In Commodities Markets oil prices rose on Thursday, holding at three-week highs after OPEC+ agreed to tighten global supply with a deal to cut production targets by 2 million barrels per day (bpd), the producers’ largest reduction since 2020. Brent crude futures settled at $94.42 a barrel, up 1.1 percent. U.S. WTI crude futures settled at $88.45 a barrel, gaining 0.8 percent after closing 1.4 percent up on Wednesday. Spot gold fell 0.2 percent to $1,712.19 per ounce. Spot silver fell 0.6 percent to $20.57 per ounce, while platinum firmed 0.5 percent to $923.12 and palladium gained 1.1 percent to $2,272.71.

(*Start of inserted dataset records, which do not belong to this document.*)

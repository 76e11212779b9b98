//! Count every three-word phrase across one or more chunked text sources.
//!
//! Each source runs through its own pipeline: raw reads are decoded
//! ([`source`]), split into words ([`phrase_tokenizer`]), and fed through a
//! [`SlidingWindow`] that only retires a phrase once all three of its words are
//! known to be complete. Every pipeline writes into one shared [`PhraseTally`].
//! The [`Coordinator`] drives the pipelines concurrently and joins them.
//!
//! # Example
//! ```no_run
//! use phrase_tally::{Coordinator, CoordinatorConfig, Source};
//!
//! # async fn demo() -> Result<(), phrase_tally::CoordinatorError> {
//! let outcome = Coordinator::new(CoordinatorConfig::default())
//!     .run([Source::Path("moby.txt".into()), Source::Stdin])
//!     .await?;
//! for label in &outcome.missing {
//!     println!("missing: {label}");
//! }
//! println!("distinct phrases: {}", outcome.tally.len());
//! # Ok(()) }
//! ```
//!
//! For a runnable demo, see `cargo run -p phrase-tally --example tally_file -- <path>`.

pub mod coordinator;
pub mod source;
pub mod tally;
pub mod window;

pub use coordinator::{
    Coordinator, CoordinatorConfig, CoordinatorError, DEFAULT_CHUNK_SIZE, RunOutcome,
    SourceReport,
};
pub use source::{ChunkReader, Source, SourceError, Utf8Decoder};
pub use tally::PhraseTally;
pub use window::{PHRASE_LEN, SlidingWindow, WindowStats, phrase_key};
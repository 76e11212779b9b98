use phrase_tokenizer::tokenize;
use thiserror::Error;
use tokio::task::{JoinError, JoinSet};
use tracing::{debug, error, warn};

use crate::source::{Source, SourceError};
use crate::tally::PhraseTally;
use crate::window::{SlidingWindow, WindowStats};

/// Bytes requested per read.
pub const DEFAULT_CHUNK_SIZE: usize = 64 * 1024;

#[derive(Debug, Clone, Copy)]
pub struct CoordinatorConfig {
    pub chunk_size: usize,
}

impl Default for CoordinatorConfig {
    fn default() -> Self {
        Self {
            chunk_size: DEFAULT_CHUNK_SIZE,
        }
    }
}

#[derive(Debug, Error)]
pub enum CoordinatorError {
    #[error(transparent)]
    Source(#[from] SourceError),
    #[error("source pipeline did not complete: {0}")]
    Join(#[from] JoinError),
}

/// Result of one completed source pipeline.
#[derive(Debug, Clone)]
pub struct SourceReport {
    pub label: String,
    pub stats: WindowStats,
}

#[derive(Debug)]
pub struct RunOutcome {
    pub tally: PhraseTally,
    /// Pipelines that ran to the end of their data, in completion order.
    pub completed: Vec<SourceReport>,
    /// Sources skipped because they do not exist.
    pub missing: Vec<String>,
    pub source_count: usize,
}

impl RunOutcome {
    pub fn no_sources(&self) -> bool {
        self.source_count == 0
    }
}

/// Runs one pipeline per source against a shared tally and joins them all.
#[derive(Debug, Clone)]
pub struct Coordinator {
    config: CoordinatorConfig,
    tally: PhraseTally,
}

impl Coordinator {
    pub fn new(config: CoordinatorConfig) -> Self {
        Self::with_tally(config, PhraseTally::new())
    }

    pub fn with_tally(config: CoordinatorConfig, tally: PhraseTally) -> Self {
        Self { config, tally }
    }

    /// Drive every source to completion.
    ///
    /// A missing source is skipped and recorded in [`RunOutcome::missing`].
    /// Any other source error fails the run as soon as it is seen; pipelines
    /// still running are detached rather than awaited.
    pub async fn run<I>(self, sources: I) -> Result<RunOutcome, CoordinatorError>
    where
        I: IntoIterator<Item = Source>,
    {
        let chunk_size = self.config.chunk_size.max(1);
        let mut pipelines = JoinSet::new();
        for source in sources {
            let tally = self.tally.clone();
            pipelines.spawn(drive(source, tally, chunk_size));
        }

        let source_count = pipelines.len();
        let mut outcome = RunOutcome {
            tally: self.tally,
            completed: Vec::with_capacity(source_count),
            missing: Vec::new(),
            source_count,
        };
        if source_count == 0 {
            debug!("no sources supplied");
            return Ok(outcome);
        }

        while let Some(joined) = pipelines.join_next().await {
            let result = match joined {
                Ok(result) => result,
                Err(err) => {
                    error!("source pipeline aborted: {err}");
                    pipelines.detach_all();
                    return Err(err.into());
                }
            };
            match result {
                Ok(report) => outcome.completed.push(report),
                Err(SourceError::NotFound { label }) => {
                    warn!("skipping {label}: not found");
                    outcome.missing.push(label);
                }
                Err(err) => {
                    error!("{err}");
                    pipelines.detach_all();
                    return Err(err.into());
                }
            }
        }

        debug!(
            "{} of {} sources completed, {} distinct phrases",
            outcome.completed.len(),
            source_count,
            outcome.tally.len()
        );
        Ok(outcome)
    }
}

async fn drive(
    source: Source,
    tally: PhraseTally,
    chunk_size: usize,
) -> Result<SourceReport, SourceError> {
    let mut reader = source.open(chunk_size).await?;
    let label = reader.label().to_string();
    debug!("reading {label}");

    let mut window = SlidingWindow::new();
    while let Some(text) = reader.next_chunk().await? {
        window.on_chunk(tokenize(&text), &tally);
    }
    let stats = window.finish(&tally);
    debug!("{label}: {} words, {} phrases", stats.words, stats.phrases);
    Ok(SourceReport { label, stats })
}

In European Equity Markets stocks fell on Thursday as minutes from the central bank’s last meeting fanned fears about the state of inflation in the euro zone and aggressive policy moves to tame it, while weak retail sales data added to jitters around an economic slowdown. The pan-European STOXX 600 index reversed early session gains and was down 0.6 percent, extending losses to a second straight session. London’s blue-chip FTSE 100 reversed early session gains to fall 0.8 percent while the domestically-focused mid-caps index was up 0.4 percent.

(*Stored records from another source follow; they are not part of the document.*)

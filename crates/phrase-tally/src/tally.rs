use std::collections::HashMap;
use std::sync::Arc;

use dashmap::DashMap;

/// Shared phrase → count table.
///
/// Cloning is cheap and every clone points at the same table, so each source
/// pipeline holds its own handle. Counts only ever grow; nothing is evicted.
#[derive(Clone, Debug, Default)]
pub struct PhraseTally {
    counts: Arc<DashMap<String, u64>>,
}

impl PhraseTally {
    pub fn new() -> Self {
        Self::default()
    }

    /// Add one occurrence of `phrase`, creating it at 1 if absent.
    pub fn increment(&self, phrase: String) {
        *self.counts.entry(phrase).or_insert(0) += 1;
    }

    pub fn get(&self, phrase: &str) -> Option<u64> {
        self.counts.get(phrase).map(|count| *count)
    }

    /// Number of distinct phrases.
    pub fn len(&self) -> usize {
        self.counts.len()
    }

    pub fn is_empty(&self) -> bool {
        self.counts.is_empty()
    }

    /// Sum of all counts.
    pub fn total(&self) -> u64 {
        self.counts.iter().map(|entry| *entry.value()).sum()
    }

    /// Copy out the current table. Intended for after all pipelines finish.
    pub fn snapshot(&self) -> HashMap<String, u64> {
        self.counts
            .iter()
            .map(|entry| (entry.key().clone(), *entry.value()))
            .collect()
    }
}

In Bond Markets the yield on the benchmark U.S. 10-year Treasury rose on Thursday after a reading on the labor market showed unemployment benefit claims rose by the most in four months last week ahead of the monthly payrolls report. The yield on 10-year Treasury notes was up 5.9 basis points to 3.818 percent. The yield on the 30-year Treasury bond was up 2.5 basis points to 3.790 percent. The two-year U.S. Treasury yield, which typically moves in step with interest rate expectations, was up 9.1 basis points at 4.241 percent.